4e dimanche de Pâques ; sur Jn 10,11-18
Frères et sœurs, qu’est-ce qui distingue le vrai pasteur du mercenaire dont il est question dans l’évangile de ce jour ? La réponse à cette question nous est donnée par Jésus lui-même : devant le danger, le premier fait face alors que le second s’enfuit. Mais cette réponse engendre une autre question : pourquoi en est-il ainsi ? Jésus nous suggère là encore la réponse : le mercenaire n’est pas d’abord intéressé par les brebis elles-mêmes, mais par le profit qu’il retire à les garder, alors que le vrai pasteur n’a pas d’autres intérêts que ceux de ses brebis.
Jésus déclare être lui-même ce bon Pasteur, mais il est alors difficile ou un peu court de dire qu’il s’intéresse à ses brebis, alors qu’il va jusqu’à donner sa vie pour elle. On s’attendrait donc à ce qu’il soit question d’amour, mais ce n’est pas le cas : Jésus parle en fait de connaissance réciproque, « je connais mes brebis et mes brebis me connaissent ». Le mot paraît si banal qu’il peut surprendre, et nous sommes donc invités à nous interroger sur cette connaissance qui le lie à ses brebis et qui lie d’une certaine manière les brebis entre elles : après tout, il se trouve bien des gens que nous connaissons et pour lesquels nous ne serions pas prêts à donner notre vie…

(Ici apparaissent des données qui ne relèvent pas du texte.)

use thiserror::Error;

/// Failures raised by the orbit engine.
#[derive(Debug, Clone, PartialEq, Error)]
pub enum OrbitError {
    #[error(
        "semi-major axis {semi_major_axis_km} km must exceed the central body radius \
         {body_radius_km} km"
    )]
    SemiMajorAxisInsideBody {
        semi_major_axis_km: f64,
        body_radius_km: f64,
    },
    #[error("eccentricity {0} is outside the bound-orbit range [0, 1)")]
    EccentricityOutOfRange(f64),
    #[error("{quantity} must be finite (got {value})")]
    NonFinite { quantity: &'static str, value: f64 },
    #[error("state vector computation produced a non-finite {0}")]
    Degenerate(&'static str),
}

impl OrbitError {
    /// True for rejected inputs, false for failures raised while computing from valid inputs.
    pub fn is_invalid_input(&self) -> bool {
        !matches!(self, OrbitError::Degenerate(_))
    }
}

Ce n’est certainement pas une connaissance banale, telle que celle qui permet d’attribuer le bon nom à la bonne personne, même si le verbe grec employé n’évoque a priori qu’une connaissance ordinaire ; en effet, Jésus la situe dans le cadre de sa relation à son Père : « comme le Père me connaît et que je connais le Père ». On sait qu’il s’agit là d’une relation très unique, que saint Jean évoque de plusieurs manières dans son évangile, par exemple lorsque Jésus dit qu’il fait ce que le Père fait, ou qu’il veut ce que le Père veut. Cette connaissance est donc une communion intime, un lien unique qui se manifeste au niveau de la pensée et de l’agir, en fait de tout l’être : rien d’étonnant que ce même verbe connaître puisse aussi servir à désigner dans la Bible l’union conjugale. Jésus connaît donc son Père avec cette qualité de communion, et, surtout, il connaît ses brebis, il nous connaît de cette même manière. Et le Père à son tour connaît le Fils comme il nous connaît de cette même manière.
Vous le constatez, même si le mot n’est pas employé, il est bien vrai que connaissance et amour ici s’échangent. Mais ce n’est pas nécessairement toujours le cas : pensons à l’apôtre Paul qui oppose la connaissance et l’amour lorsqu’il écrit dans la première lettre aux Corinthiens que « la connaissance enfle et l’amour édifie ». Mais comme il ajoute aussitôt : « si quelqu’un aime Dieu, il est connu de lui », nous comprenons qu’il existe deux formes de connaissance : celle selon le monde qui tourne vers soi et qui isole, mais aussi celle selon Dieu qui tourne vers le prochain et qui édifie. Autrement dit qui rassemble. Ce qui justifie la réflexion de Jésus : « J’ai encore d’autres brebis, qui ne sont pas de cette bergerie : celles-là aussi, il faut que je les conduise ».
Et nous comprenons aussi ce que peut être l’invitation que Jésus nous adresse aujourd’hui : non pas guider les brebis, ce qui est de son ressort, l’unique pasteur, mais les connaître, de cette connaissance dont il vient de nous parler. Nous le savons bien, nous avons des voisins, des gens que nous côtoyons tous les jours, qui ne sont pas de notre enclos et qu’il nous est difficile d’aimer : Jésus nous invite aujourd’hui à aller au-devant d’elles pour les connaître, de cette connaissance dont il nous connaît et dont nous le connaissons. Il s’agit de bien autre chose que de savoir distinguer l’apparence ou attribuer un nom, il s’agit du premier pas à faire sur le chemin de l’amour.